_EXERCISE INSTRUCTIONS_.
Whenever the string "means" turns up in a line of the data below, copy that line.

_EXTRACTED ENTRIES_.
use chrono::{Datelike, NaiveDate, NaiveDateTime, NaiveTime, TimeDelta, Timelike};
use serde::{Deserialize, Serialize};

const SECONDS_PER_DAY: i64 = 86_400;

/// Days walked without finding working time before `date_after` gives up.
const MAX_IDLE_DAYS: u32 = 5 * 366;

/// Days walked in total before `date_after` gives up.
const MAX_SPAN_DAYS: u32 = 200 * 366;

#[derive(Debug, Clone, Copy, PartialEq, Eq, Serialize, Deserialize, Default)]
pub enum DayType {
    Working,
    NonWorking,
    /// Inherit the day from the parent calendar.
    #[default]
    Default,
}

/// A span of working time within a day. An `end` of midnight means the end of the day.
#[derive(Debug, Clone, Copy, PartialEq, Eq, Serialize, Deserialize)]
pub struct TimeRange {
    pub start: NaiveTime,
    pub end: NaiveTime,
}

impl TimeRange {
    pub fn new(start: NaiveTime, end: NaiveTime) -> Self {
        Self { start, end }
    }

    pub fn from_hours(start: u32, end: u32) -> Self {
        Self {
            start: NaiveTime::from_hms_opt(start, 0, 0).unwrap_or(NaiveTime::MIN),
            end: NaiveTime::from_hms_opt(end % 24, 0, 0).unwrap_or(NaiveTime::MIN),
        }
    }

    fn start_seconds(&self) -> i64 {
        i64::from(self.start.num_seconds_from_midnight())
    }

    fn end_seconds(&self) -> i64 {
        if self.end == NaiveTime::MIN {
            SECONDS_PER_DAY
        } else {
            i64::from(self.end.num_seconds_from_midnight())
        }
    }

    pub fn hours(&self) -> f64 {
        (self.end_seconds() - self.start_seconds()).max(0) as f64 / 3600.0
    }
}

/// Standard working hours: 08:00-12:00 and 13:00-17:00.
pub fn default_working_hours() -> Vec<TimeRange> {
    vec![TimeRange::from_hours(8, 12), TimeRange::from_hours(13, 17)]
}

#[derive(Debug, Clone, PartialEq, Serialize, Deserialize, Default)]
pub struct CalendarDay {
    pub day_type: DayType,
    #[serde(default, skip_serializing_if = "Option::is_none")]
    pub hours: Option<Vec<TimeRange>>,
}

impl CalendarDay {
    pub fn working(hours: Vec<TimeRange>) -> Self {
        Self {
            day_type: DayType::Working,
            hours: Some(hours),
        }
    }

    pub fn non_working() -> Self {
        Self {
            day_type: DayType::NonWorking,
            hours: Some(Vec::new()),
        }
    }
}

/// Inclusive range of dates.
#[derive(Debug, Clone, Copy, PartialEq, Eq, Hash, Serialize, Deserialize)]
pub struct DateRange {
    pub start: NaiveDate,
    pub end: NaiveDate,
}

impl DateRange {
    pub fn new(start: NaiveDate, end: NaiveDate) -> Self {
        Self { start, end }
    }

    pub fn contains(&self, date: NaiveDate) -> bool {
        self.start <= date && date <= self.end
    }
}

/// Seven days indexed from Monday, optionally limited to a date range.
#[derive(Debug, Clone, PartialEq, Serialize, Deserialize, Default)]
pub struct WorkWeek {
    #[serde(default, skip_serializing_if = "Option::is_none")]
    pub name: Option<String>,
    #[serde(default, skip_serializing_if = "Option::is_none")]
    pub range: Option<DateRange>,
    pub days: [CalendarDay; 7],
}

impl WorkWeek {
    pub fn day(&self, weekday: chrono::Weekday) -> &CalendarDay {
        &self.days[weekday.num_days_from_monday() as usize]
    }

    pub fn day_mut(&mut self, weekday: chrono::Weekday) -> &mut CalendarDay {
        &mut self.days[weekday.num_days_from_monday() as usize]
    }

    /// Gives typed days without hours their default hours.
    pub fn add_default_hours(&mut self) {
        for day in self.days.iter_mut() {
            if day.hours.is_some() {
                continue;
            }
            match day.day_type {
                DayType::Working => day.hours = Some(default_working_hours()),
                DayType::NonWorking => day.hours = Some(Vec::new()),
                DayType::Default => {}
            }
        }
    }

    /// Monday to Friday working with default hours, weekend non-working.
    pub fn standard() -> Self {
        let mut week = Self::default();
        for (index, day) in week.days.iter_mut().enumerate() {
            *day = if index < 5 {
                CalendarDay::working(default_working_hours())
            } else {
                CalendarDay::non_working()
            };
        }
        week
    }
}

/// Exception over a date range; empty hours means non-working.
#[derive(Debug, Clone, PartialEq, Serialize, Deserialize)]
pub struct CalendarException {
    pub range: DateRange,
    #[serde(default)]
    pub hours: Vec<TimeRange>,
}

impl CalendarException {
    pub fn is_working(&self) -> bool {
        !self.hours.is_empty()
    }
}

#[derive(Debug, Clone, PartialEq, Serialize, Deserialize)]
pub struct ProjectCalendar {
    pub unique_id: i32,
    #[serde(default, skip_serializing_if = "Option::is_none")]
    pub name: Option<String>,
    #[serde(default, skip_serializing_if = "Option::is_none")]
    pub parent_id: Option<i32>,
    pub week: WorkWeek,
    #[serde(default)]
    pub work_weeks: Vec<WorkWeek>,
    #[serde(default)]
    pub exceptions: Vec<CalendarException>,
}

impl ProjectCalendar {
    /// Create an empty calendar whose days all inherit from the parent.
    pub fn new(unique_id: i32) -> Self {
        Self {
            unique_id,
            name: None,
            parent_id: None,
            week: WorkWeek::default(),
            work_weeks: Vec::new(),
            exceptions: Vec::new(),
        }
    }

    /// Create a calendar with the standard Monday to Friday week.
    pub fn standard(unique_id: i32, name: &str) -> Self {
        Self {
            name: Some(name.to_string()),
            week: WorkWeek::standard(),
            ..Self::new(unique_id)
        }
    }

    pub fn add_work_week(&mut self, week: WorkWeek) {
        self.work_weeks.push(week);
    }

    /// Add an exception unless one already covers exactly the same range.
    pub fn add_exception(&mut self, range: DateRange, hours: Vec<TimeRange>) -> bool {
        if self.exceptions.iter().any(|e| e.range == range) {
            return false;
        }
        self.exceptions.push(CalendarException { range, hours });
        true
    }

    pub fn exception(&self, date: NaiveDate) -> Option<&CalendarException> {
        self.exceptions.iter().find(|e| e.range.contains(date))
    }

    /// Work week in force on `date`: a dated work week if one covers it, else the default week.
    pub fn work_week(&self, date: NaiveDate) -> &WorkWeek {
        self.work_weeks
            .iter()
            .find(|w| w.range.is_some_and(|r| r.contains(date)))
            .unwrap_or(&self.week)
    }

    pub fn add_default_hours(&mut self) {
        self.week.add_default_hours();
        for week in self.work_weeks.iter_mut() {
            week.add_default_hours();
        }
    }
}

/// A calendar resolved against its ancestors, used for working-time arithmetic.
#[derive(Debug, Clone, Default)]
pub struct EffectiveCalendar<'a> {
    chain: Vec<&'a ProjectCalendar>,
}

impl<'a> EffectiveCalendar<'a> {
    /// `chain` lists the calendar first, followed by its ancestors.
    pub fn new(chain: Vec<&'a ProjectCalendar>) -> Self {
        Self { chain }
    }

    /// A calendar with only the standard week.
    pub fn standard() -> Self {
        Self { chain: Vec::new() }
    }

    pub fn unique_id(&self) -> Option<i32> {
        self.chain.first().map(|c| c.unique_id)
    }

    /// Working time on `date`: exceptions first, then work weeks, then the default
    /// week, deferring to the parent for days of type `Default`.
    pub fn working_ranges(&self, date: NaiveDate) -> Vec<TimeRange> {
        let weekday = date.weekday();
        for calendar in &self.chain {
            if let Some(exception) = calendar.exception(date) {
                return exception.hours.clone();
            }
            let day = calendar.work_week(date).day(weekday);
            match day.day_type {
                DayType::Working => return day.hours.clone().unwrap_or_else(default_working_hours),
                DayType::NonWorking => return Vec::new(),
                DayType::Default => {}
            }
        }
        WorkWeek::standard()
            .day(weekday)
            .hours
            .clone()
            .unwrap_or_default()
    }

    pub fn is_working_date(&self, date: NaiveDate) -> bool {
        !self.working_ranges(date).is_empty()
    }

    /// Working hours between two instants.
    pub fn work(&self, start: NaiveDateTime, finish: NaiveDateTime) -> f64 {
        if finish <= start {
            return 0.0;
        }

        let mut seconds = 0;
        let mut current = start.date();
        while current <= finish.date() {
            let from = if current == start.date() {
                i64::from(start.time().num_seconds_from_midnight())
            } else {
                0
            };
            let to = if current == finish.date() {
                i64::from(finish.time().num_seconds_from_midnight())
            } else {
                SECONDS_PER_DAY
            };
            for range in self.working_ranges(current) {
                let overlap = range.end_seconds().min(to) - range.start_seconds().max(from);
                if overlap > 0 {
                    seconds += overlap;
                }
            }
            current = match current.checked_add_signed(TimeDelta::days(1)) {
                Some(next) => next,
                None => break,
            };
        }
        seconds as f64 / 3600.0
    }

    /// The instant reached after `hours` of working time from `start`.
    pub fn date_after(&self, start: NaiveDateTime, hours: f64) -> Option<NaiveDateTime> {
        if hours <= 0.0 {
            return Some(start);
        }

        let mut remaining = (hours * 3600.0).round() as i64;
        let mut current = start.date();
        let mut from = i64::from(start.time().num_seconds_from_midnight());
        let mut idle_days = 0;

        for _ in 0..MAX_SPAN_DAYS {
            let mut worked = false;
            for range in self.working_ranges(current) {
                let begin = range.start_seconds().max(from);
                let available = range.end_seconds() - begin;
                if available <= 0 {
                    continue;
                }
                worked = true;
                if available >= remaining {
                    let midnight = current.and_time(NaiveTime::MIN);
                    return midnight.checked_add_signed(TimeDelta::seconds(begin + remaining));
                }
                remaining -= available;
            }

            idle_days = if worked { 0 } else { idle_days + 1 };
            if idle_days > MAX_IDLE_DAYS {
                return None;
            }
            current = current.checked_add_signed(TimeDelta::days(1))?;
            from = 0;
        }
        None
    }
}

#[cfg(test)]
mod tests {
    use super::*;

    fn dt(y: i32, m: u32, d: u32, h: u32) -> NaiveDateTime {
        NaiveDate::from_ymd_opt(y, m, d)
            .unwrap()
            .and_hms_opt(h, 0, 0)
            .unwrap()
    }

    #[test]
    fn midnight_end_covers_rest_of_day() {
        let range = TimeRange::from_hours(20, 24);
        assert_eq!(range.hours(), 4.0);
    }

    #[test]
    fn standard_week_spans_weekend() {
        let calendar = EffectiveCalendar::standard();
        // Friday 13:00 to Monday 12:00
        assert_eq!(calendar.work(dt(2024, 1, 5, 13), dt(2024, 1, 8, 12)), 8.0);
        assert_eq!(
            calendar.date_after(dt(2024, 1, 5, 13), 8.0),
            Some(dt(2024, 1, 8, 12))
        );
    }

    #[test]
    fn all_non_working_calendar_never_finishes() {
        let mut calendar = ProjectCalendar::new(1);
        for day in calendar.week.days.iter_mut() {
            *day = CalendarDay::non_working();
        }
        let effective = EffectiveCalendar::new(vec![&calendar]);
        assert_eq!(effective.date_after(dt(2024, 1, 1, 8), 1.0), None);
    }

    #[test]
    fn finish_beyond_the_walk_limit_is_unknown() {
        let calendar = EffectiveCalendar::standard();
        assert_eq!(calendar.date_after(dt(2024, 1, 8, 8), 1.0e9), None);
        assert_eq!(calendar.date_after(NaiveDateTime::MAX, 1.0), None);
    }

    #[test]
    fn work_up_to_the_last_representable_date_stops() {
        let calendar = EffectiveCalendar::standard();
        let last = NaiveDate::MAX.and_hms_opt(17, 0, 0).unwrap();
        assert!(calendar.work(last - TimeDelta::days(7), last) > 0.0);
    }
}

---

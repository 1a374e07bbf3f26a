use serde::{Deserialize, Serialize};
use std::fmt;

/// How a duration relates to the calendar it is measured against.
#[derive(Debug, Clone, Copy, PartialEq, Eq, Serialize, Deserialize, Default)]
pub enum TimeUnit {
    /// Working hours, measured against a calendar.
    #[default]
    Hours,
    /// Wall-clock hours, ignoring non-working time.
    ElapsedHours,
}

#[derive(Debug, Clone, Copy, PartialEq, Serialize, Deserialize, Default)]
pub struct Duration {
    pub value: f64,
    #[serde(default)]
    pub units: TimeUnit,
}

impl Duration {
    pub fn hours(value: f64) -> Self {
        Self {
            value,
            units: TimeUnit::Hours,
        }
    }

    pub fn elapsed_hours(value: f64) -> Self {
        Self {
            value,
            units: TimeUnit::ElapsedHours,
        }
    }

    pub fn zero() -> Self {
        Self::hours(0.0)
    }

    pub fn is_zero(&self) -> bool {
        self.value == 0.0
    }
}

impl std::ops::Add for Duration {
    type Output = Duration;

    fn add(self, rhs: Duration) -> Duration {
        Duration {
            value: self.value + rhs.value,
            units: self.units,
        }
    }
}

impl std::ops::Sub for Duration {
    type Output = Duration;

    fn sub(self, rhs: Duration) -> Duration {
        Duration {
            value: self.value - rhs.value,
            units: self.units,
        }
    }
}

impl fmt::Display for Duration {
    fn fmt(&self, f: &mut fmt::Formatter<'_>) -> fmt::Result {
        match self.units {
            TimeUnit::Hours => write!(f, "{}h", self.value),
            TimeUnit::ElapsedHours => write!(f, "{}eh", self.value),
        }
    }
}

_ANSWER BOX_.
/// A span of working time within a day. An `end` of midnight means the end of the day.
/// Exception over a date range; empty hours means non-working.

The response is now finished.